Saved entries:
»»

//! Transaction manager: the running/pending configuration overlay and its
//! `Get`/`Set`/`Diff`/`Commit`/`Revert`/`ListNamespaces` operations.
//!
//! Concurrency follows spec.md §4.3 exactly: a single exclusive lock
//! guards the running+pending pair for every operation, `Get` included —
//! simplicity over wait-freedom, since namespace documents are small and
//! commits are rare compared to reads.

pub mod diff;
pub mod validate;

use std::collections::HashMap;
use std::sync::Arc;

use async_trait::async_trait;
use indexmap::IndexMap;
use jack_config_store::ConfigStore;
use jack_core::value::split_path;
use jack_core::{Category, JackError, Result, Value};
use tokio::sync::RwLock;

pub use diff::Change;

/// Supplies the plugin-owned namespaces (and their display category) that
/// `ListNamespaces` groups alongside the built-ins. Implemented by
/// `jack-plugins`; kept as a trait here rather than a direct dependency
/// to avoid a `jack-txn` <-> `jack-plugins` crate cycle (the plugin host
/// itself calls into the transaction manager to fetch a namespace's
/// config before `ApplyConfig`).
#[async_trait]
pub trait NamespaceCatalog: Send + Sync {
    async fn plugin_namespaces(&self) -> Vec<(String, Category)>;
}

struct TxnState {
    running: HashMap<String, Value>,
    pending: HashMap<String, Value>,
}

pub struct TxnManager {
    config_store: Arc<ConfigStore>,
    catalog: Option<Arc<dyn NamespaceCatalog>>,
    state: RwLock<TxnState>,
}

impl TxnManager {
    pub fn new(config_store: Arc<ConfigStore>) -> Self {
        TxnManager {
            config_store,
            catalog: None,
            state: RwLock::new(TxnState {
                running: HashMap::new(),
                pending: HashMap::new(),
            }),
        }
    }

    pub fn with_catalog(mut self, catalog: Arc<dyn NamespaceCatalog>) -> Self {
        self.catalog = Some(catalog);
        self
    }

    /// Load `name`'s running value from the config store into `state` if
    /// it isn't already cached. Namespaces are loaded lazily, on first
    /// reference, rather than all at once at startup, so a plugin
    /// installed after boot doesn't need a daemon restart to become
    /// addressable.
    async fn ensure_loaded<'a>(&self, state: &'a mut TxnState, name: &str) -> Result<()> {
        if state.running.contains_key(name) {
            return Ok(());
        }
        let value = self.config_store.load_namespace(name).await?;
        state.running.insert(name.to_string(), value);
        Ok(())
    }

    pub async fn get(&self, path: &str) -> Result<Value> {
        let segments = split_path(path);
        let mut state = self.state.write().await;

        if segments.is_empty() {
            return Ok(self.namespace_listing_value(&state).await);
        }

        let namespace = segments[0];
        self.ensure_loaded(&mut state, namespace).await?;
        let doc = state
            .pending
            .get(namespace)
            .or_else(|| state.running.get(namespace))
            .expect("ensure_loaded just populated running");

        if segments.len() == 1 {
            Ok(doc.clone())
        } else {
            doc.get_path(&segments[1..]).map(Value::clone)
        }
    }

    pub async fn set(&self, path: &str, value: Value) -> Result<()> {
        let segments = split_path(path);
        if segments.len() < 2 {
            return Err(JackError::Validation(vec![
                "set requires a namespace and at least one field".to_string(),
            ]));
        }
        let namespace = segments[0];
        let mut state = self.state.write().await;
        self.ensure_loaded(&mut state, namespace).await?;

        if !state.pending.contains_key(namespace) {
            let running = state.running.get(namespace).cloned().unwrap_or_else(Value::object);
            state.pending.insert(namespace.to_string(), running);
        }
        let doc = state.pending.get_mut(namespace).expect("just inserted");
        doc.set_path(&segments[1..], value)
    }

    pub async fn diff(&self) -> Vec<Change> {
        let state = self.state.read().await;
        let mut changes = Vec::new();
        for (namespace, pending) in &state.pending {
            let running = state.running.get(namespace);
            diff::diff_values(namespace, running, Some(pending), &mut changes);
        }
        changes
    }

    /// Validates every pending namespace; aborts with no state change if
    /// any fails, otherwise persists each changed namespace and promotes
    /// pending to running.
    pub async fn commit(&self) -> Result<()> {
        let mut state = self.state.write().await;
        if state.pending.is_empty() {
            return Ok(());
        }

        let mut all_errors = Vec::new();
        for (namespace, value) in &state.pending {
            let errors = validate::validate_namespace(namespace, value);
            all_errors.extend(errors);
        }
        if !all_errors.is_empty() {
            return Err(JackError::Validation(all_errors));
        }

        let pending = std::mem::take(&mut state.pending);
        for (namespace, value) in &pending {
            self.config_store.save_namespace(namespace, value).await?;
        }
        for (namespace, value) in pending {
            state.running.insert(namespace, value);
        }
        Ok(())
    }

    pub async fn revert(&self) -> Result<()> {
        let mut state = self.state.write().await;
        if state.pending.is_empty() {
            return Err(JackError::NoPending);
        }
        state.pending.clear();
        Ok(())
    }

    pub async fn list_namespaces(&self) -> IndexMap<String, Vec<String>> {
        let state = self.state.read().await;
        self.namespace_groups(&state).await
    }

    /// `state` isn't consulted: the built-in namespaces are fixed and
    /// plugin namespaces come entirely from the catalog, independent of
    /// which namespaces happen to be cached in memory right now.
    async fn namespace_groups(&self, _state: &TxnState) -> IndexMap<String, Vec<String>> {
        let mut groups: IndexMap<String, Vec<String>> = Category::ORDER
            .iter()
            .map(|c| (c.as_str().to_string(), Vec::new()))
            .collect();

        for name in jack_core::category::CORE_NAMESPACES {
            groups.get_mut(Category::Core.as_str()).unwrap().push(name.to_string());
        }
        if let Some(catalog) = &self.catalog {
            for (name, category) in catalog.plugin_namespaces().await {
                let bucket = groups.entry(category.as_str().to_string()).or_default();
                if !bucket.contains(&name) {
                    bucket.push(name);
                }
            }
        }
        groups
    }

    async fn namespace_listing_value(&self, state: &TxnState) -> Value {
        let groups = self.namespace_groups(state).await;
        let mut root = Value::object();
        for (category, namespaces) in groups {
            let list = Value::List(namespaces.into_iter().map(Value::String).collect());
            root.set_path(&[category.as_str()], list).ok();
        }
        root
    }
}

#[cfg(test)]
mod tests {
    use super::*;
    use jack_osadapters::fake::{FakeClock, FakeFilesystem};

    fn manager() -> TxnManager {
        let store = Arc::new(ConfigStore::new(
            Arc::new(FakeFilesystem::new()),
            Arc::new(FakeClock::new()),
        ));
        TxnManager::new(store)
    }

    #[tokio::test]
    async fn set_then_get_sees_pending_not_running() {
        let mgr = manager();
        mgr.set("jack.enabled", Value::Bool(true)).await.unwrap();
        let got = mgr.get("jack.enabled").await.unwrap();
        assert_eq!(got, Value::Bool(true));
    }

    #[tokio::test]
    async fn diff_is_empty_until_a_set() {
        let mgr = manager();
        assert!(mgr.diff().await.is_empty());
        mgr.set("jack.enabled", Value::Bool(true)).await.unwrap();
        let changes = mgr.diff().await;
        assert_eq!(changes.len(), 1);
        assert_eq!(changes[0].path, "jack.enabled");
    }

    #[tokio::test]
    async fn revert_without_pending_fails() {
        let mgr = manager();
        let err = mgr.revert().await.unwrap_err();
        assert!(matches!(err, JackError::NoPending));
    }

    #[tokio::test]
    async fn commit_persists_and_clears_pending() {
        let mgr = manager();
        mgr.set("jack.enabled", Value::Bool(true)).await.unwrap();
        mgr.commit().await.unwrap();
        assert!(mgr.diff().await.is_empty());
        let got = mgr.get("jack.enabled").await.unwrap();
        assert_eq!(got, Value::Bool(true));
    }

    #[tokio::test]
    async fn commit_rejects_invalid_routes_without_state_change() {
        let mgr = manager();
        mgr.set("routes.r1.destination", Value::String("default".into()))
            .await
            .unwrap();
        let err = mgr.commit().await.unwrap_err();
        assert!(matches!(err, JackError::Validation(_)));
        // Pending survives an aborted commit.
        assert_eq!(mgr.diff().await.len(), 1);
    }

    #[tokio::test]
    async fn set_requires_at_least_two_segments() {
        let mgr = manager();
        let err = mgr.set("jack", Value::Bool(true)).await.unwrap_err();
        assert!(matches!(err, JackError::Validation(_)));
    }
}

««
»»

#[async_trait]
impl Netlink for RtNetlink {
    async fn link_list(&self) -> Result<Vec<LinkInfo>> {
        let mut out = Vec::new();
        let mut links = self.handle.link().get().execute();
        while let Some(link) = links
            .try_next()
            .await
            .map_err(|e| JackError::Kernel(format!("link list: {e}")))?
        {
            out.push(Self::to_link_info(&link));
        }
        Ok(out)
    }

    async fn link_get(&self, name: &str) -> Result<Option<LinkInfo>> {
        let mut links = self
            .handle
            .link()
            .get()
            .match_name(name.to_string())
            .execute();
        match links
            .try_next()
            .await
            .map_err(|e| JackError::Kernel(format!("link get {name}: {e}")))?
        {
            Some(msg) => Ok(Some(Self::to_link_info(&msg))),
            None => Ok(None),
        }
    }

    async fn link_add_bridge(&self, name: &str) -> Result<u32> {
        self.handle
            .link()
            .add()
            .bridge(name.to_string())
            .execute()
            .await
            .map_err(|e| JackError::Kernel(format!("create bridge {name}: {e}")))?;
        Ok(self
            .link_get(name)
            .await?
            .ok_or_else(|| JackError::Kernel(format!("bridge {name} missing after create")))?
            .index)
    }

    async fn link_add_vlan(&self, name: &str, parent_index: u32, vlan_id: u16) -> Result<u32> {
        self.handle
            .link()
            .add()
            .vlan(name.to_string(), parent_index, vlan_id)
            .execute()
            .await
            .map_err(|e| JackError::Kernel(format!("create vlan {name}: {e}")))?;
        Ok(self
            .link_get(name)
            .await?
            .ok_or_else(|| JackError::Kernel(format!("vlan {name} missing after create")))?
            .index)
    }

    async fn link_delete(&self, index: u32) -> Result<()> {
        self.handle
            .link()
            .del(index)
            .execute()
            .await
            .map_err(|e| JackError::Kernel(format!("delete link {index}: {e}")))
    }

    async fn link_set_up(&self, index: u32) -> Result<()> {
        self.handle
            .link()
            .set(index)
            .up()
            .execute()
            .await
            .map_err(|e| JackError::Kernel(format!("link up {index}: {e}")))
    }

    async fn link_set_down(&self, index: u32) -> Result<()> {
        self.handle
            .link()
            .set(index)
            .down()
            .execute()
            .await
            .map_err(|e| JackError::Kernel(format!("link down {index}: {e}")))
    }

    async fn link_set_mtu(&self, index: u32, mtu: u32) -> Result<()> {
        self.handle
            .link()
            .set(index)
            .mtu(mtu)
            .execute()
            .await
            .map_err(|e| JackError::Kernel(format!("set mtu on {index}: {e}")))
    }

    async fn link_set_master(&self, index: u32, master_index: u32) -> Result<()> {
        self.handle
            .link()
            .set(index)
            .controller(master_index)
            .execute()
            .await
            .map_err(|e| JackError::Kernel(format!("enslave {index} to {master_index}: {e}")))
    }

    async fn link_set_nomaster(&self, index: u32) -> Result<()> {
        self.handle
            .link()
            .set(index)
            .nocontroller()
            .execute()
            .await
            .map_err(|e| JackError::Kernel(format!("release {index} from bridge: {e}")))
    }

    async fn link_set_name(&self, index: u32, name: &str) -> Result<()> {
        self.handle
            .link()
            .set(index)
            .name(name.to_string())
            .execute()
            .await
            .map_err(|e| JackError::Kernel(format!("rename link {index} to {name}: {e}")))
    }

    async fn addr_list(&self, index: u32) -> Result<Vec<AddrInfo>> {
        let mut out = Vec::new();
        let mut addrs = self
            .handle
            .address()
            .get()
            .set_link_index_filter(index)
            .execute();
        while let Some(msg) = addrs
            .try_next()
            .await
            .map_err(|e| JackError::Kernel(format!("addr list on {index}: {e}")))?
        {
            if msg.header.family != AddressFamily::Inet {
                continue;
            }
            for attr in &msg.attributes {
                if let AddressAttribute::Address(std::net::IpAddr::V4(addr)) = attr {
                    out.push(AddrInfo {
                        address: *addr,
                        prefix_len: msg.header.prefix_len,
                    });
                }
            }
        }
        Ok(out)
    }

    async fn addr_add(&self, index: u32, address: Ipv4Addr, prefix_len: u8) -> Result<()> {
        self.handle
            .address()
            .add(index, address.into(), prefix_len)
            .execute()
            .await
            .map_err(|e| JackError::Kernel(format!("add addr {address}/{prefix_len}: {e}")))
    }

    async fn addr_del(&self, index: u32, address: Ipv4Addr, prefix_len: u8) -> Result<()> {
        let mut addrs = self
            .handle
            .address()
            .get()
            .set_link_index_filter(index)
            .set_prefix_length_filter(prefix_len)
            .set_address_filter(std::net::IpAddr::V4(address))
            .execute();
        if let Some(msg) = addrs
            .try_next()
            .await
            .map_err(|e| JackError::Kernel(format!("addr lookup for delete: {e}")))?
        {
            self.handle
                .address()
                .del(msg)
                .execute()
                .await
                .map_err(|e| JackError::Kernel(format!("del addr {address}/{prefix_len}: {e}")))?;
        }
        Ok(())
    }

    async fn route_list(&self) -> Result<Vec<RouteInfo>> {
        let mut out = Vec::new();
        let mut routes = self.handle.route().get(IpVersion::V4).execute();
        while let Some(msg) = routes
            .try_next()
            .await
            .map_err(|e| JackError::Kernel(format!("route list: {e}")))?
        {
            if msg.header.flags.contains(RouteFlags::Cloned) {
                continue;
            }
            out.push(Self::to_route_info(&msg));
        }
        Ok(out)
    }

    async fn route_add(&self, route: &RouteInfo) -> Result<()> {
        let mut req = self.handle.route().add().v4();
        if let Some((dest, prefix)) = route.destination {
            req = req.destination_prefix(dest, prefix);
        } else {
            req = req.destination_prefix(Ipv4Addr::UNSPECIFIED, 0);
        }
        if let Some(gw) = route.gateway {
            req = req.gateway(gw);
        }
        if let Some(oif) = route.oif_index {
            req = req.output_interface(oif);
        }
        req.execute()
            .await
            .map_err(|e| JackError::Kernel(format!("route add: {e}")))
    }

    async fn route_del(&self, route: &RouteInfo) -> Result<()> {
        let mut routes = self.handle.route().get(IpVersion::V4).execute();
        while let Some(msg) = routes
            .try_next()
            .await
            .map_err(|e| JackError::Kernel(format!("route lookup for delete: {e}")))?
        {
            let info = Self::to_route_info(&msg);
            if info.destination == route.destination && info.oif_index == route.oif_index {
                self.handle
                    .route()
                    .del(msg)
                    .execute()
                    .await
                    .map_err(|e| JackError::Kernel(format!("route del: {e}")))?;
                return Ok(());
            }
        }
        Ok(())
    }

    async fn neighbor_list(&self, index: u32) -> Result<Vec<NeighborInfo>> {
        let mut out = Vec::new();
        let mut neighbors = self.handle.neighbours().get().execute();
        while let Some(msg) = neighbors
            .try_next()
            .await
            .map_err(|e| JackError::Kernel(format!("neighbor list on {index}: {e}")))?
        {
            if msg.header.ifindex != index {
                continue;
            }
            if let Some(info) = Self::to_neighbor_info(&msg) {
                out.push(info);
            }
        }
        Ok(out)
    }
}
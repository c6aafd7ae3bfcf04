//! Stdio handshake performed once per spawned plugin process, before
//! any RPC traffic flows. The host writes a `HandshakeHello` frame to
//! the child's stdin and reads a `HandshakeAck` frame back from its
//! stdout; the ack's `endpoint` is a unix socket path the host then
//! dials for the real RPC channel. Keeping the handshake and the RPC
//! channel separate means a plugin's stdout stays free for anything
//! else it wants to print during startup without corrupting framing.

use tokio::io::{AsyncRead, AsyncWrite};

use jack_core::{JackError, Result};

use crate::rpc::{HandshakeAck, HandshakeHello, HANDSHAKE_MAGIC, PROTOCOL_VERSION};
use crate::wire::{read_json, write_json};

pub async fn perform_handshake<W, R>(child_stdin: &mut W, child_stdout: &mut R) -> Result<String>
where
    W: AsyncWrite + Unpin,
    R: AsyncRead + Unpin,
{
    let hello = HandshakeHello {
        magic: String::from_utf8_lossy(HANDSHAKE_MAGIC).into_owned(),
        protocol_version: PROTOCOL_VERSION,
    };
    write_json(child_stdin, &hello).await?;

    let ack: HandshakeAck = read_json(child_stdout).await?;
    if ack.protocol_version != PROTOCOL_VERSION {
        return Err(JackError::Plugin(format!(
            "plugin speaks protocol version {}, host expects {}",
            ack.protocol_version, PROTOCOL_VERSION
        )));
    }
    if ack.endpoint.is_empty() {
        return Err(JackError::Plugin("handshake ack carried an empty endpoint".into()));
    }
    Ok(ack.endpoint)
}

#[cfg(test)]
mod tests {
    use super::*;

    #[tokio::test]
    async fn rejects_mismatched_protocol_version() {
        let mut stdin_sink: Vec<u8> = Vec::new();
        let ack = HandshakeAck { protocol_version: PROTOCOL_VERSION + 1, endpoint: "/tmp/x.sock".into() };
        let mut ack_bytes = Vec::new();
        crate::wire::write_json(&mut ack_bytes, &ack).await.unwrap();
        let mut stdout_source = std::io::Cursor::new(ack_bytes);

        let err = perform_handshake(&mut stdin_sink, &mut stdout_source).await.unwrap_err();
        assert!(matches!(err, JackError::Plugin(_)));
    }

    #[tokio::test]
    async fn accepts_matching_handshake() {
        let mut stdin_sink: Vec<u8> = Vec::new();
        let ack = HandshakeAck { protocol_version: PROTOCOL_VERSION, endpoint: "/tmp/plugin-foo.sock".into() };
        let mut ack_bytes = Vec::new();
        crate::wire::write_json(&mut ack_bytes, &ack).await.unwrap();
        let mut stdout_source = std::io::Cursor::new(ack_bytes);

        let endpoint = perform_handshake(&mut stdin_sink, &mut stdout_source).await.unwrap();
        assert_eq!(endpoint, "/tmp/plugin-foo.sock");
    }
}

««

- Your task
From the line that has "overlay and its" through the line that has "pub trait NamespaceCatalog: Send", copy every line exactly as it appears above, and leave out all others.

- Answer below
//! Transaction manager: the running/pending configuration overlay and its
//! `Get`/`Set`/`Diff`/`Commit`/`Revert`/`ListNamespaces` operations.
//!
//! Concurrency follows spec.md §4.3 exactly: a single exclusive lock
//! guards the running+pending pair for every operation, `Get` included —
//! simplicity over wait-freedom, since namespace documents are small and
//! commits are rare compared to reads.

pub mod diff;
pub mod validate;

use std::collections::HashMap;
use std::sync::Arc;

use async_trait::async_trait;
use indexmap::IndexMap;
use jack_config_store::ConfigStore;
use jack_core::value::split_path;
use jack_core::{Category, JackError, Result, Value};
use tokio::sync::RwLock;

pub use diff::Change;

/// Supplies the plugin-owned namespaces (and their display category) that
/// `ListNamespaces` groups alongside the built-ins. Implemented by
/// `jack-plugins`; kept as a trait here rather than a direct dependency
/// to avoid a `jack-txn` <-> `jack-plugins` crate cycle (the plugin host
/// itself calls into the transaction manager to fetch a namespace's
/// config before `ApplyConfig`).
#[async_trait]
pub trait NamespaceCatalog: Send + Sync {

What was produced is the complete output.